Analysis and treatment methods of causes of chromatographic peak tailing(Ⅱ)
Last time we explained the causes of liquid chromatography column tailing. Today we will explain the causes of gas chromatography peak tailing.
Generally speaking, when dealing with gas chromatography peak tailing problems, it can be summed up in one sentence: XXX sample is tailing on XXX chromatographic column. What is the reason?
GC peak tailing
1. Active ingredient tailing
Polar or reactive compounds are easily adsorbed by active sites in the sample flow path and appear tailing. The analysis of such samples requires a system with good inertness.
On the one hand, it is necessary to maintain the cleanliness of the system (mainly the inlet and column) and use clean liners and split plates.
For severely contaminated chromatographic columns, the injection port end can be cut off by 0.5 to 1 meter. If the contamination is serious, more can be cut off or the column can be thoroughly cleaned with solvent (it must be a cross-linked bonded stationary phase).
On the other hand, more inert consumables should be selected, such as deactivated liners (glass wool is not used or used with caution) and low-bleed chromatographic columns with good inertness.
Proper column installation is also important
If it is a capillary column, the chromatographic column should be cut smooth and smooth. The remaining burrs or debris will be potential active sites, which can easily cause the adsorption and tailing of active components;
Note that the extension distance of the chromatographic column in the FID/NPD nozzle should not be too short, because the active components may be adsorbed by the metal tube wall of the nozzle and tailed.
In short, according to the principle of similarity and compatibility, there will be active sites in various parts of the gas chromatography flow path instrument, which will easily adsorb active components, causing the chromatographic peaks to be easily tailed or even not peaked.
If you want to eliminate this effect, you can choose deactivated or inert inlet accessories and chromatographic columns to eliminate active sites on the flow path.
2. Volatile component tailing
The tailing of early eluting components is severe, which often occurs when splitless injection, on-column injection, or when the sample solvent does not match the polarity of the chromatographic column. This is mainly caused by insufficient solvent focusing effect.

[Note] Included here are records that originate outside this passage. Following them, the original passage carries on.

//! Microphone input backends.
//!
//! # Design constraints
//!
//! The cpal input callback runs on an OS audio thread at elevated priority.
//! It **must not** allocate, block on a mutex or perform I/O. It only
//! downmixes to mono and writes into an SPSC ring buffer producer whose
//! `push_slice` is lock-free. Block framing, encoding and sending happen on
//! the capture worker thread.
//!
//! # Threading note
//!
//! `cpal::Stream` is `!Send` on most platforms (COM on Windows, CoreAudio on
//! macOS). `InputStream` handles are therefore opened, held and dropped on
//! the capture worker thread.

use std::sync::{atomic::AtomicBool, Arc};

#[cfg(feature = "audio-cpal")]
use cpal::{
    traits::{DeviceTrait, HostTrait, StreamTrait},
    SampleFormat, SampleRate, Stream, StreamConfig,
};
#[cfg(feature = "audio-cpal")]
use std::sync::atomic::Ordering;
#[cfg(feature = "audio-cpal")]
use tracing::{error, info, warn};

use crate::{
    buffering::AudioProducer,
    error::{ParleyError, Result},
};
#[cfg(feature = "audio-cpal")]
use crate::buffering::Producer;

/// What the capture engine asks a device for.
#[derive(Debug, Clone, PartialEq, Eq)]
pub struct CaptureRequest {
    /// Desired capture rate (Hz). Default: 16000.
    pub sample_rate: u32,
    /// Desired channel count. Default: 1.
    pub channels: u16,
    pub echo_cancellation: bool,
    pub noise_suppression: bool,
    pub auto_gain_control: bool,
    /// Exact device name to prefer over the system default.
    pub preferred_device: Option<String>,
}

impl Default for CaptureRequest {
    fn default() -> Self {
        Self {
            sample_rate: 16_000,
            channels: 1,
            echo_cancellation: true,
            noise_suppression: true,
            auto_gain_control: true,
            preferred_device: None,
        }
    }
}

/// A live, thread-bound input stream. Dropping it releases the device.
pub trait InputStream {
    /// Rate at which samples actually arrive in the ring (Hz).
    fn sample_rate(&self) -> u32;
}

/// Acquires microphones.
pub trait InputBackend: Send + Sync + 'static {
    /// Open a device and start pushing mono f32 samples into `producer`
    /// while `running` is `true`.
    ///
    /// Called on the capture worker thread; the returned handle is dropped
    /// on that same thread.
    ///
    /// # Errors
    /// A device-class `ParleyError` when permission is denied or no device
    /// is available.
    fn open(
        &self,
        request: &CaptureRequest,
        producer: AudioProducer,
        running: Arc<AtomicBool>,
    ) -> Result<Box<dyn InputStream>>;
}

/// Input backend for the host's default audio API.
#[derive(Debug, Default, Clone, Copy)]
pub struct CpalInput;

#[cfg(feature = "audio-cpal")]
struct CpalInputStream {
    /// Kept alive so the stream is not dropped prematurely.
    _stream: Stream,
    sample_rate: u32,
}

#[cfg(feature = "audio-cpal")]
impl InputStream for CpalInputStream {
    fn sample_rate(&self) -> u32 {
        self.sample_rate
    }
}

#[cfg(feature = "audio-cpal")]
impl CpalInput {
    fn select_device(preferred: Option<&str>) -> Result<cpal::Device> {
        let host = cpal::default_host();

        if let Some(preferred_name) = preferred {
            match host.input_devices() {
                Ok(mut devices) => {
                    if let Some(device) = devices
                        .find(|d| d.name().map(|n| n == preferred_name).unwrap_or(false))
                    {
                        return Ok(device);
                    }
                    warn!(
                        "preferred input device '{}' not found, falling back",
                        preferred_name
                    );
                }
                Err(e) => {
                    warn!("failed to list input devices while resolving preference: {e}");
                }
            }
        }

        if let Some(default) = host.default_input_device() {
            return Ok(default);
        }

        let mut devices = host
            .input_devices()
            .map_err(|e| ParleyError::Device(e.to_string()))?;
        let fallback = devices.next().ok_or(ParleyError::NoDefaultInputDevice)?;
        warn!("no default input device, falling back to first available input");
        Ok(fallback)
    }

    /// Prefer a config at the requested rate; otherwise the device default.
    fn select_config(
        device: &cpal::Device,
        request: &CaptureRequest,
    ) -> Result<cpal::SupportedStreamConfig> {
        let wanted = SampleRate(request.sample_rate);
        if let Ok(mut ranges) = device.supported_input_configs() {
            if let Some(range) = ranges.find(|r| {
                r.channels() == request.channels
                    && r.min_sample_rate() <= wanted
                    && r.max_sample_rate() >= wanted
            }) {
                return Ok(range.with_sample_rate(wanted));
            }
        }
        device
            .default_input_config()
            .map_err(|e| ParleyError::Device(e.to_string()))
    }
}

#[cfg(feature = "audio-cpal")]
impl InputBackend for CpalInput {
    fn open(
        &self,
        request: &CaptureRequest,
        mut producer: AudioProducer,
        running: Arc<AtomicBool>,
    ) -> Result<Box<dyn InputStream>> {
        let device = Self::select_device(request.preferred_device.as_deref())?;

        info!(
            device = device.name().unwrap_or_default().as_str(),
            "opening input device"
        );
        if request.echo_cancellation || request.noise_suppression || request.auto_gain_control {
            info!(
                echo_cancellation = request.echo_cancellation,
                noise_suppression = request.noise_suppression,
                auto_gain_control = request.auto_gain_control,
                "voice processing delegated to the platform input path"
            );
        }

        let supported = Self::select_config(&device, request)?;
        let sample_rate = supported.sample_rate().0;
        let channels = supported.channels();

        info!(sample_rate, channels, "input config selected");

        let config = StreamConfig {
            channels,
            sample_rate: SampleRate(sample_rate),
            buffer_size: cpal::BufferSize::Default,
        };

        let ch = channels as usize;
        let mut mix_buf: Vec<f32> = Vec::with_capacity(4096);
        let mut push_mono = move |frames: usize, sample: &dyn Fn(usize) -> f32| {
            mix_buf.resize(frames, 0.0);
            for (f, slot) in mix_buf.iter_mut().enumerate() {
                let base = f * ch;
                let mut sum = 0f32;
                for c in 0..ch {
                    sum += sample(base + c);
                }
                *slot = sum / ch as f32;
            }
            let written = producer.push_slice(&mix_buf);
            if written < mix_buf.len() {
                warn!("ring buffer full: dropped {} frames", mix_buf.len() - written);
            }
        };

        let stream = match supported.sample_format() {
            SampleFormat::F32 => {
                let running = Arc::clone(&running);
                device.build_input_stream(
                    &config,
                    move |data: &[f32], _info| {
                        if !running.load(Ordering::Relaxed) {
                            return;
                        }
                        push_mono(data.len() / ch, &|i| data[i]);
                    },
                    |err| error!("input stream error: {err}"),
                    None,
                )
            }
            SampleFormat::I16 => {
                let running = Arc::clone(&running);
                device.build_input_stream(
                    &config,
                    move |data: &[i16], _info| {
                        if !running.load(Ordering::Relaxed) {
                            return;
                        }
                        push_mono(data.len() / ch, &|i| data[i] as f32 / 32_768.0);
                    },
                    |err| error!("input stream error: {err}"),
                    None,
                )
            }
            SampleFormat::U8 => {
                let running = Arc::clone(&running);
                device.build_input_stream(
                    &config,
                    move |data: &[u8], _info| {
                        if !running.load(Ordering::Relaxed) {
                            return;
                        }
                        push_mono(data.len() / ch, &|i| (data[i] as f32 - 128.0) / 128.0);
                    },
                    |err| error!("input stream error: {err}"),
                    None,
                )
            }
            fmt => {
                return Err(ParleyError::AudioStream(format!(
                    "unsupported sample format: {fmt:?}"
                )))
            }
        }
        .map_err(|e| ParleyError::AudioStream(e.to_string()))?;

        stream
            .play()
            .map_err(|e| ParleyError::AudioStream(e.to_string()))?;

        Ok(Box::new(CpalInputStream {
            _stream: stream,
            sample_rate,
        }))
    }
}

/// Stub when the `audio-cpal` feature is disabled.
#[cfg(not(feature = "audio-cpal"))]
impl InputBackend for CpalInput {
    fn open(
        &self,
        _request: &CaptureRequest,
        _producer: AudioProducer,
        _running: Arc<AtomicBool>,
    ) -> Result<Box<dyn InputStream>> {
        Err(ParleyError::AudioStream(
            "compiled without audio-cpal feature".into(),
        ))
    }
}
//! Platform audio: graph contexts, taps, device backends, resampling.

pub mod context;
pub mod device;
pub mod input;
pub mod output;
pub mod resample;
pub mod tap;

pub use context::{AudioContext, FrameClock};
pub use input::{CaptureRequest, CpalInput, InputBackend, InputStream};
pub use output::{CpalOutput, OutputBackend, OutputStream, PlaybackRequest};
pub use tap::AudioTap;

To improve the peak shape, you can use a retention gap column (a 3-5 meter deactivated empty column connected in front of the analytical column), lower the inlet temperature by 50°C, and adjust the temperature program to make the initial temperature lower than 10~25°C of the boiling point of the solvent.
It should also be confirmed that there is no air leakage after the chromatographic column is installed, and there is no dead volume at the connections of the system.
3. Low volatile component tailing
Tailing peaks are mostly chromatographic peaks that elute later, and tailing tends to intensify as retention increases.
In addition to checking whether there is contamination in the system, attention should be paid to eliminating condensation points and appropriately increasing the temperature of the inlet or detector, chromatographic column, transfer pipeline, etc.
It may also be caused by the dead volume of the system. Check transmission line connectors or fused silica connectors to reduce dead volume.
4. All components are trailing
The main reasons include:
The inlet/chromatographic column is seriously contaminated;
The split ratio is too low;
Improper installation of the chromatographic column (for example, in the split/splitless inlet, the distance between the chromatographic column and the sealing gasket should not exceed 4~6 mm. Excessive probing will prevent the sample from entering the chromatographic column quickly and effectively, thus causing peak tailing.) The distance between the capillary column and the nozzle of FID/NFD/FPD is too short, and all peaks may be tailed.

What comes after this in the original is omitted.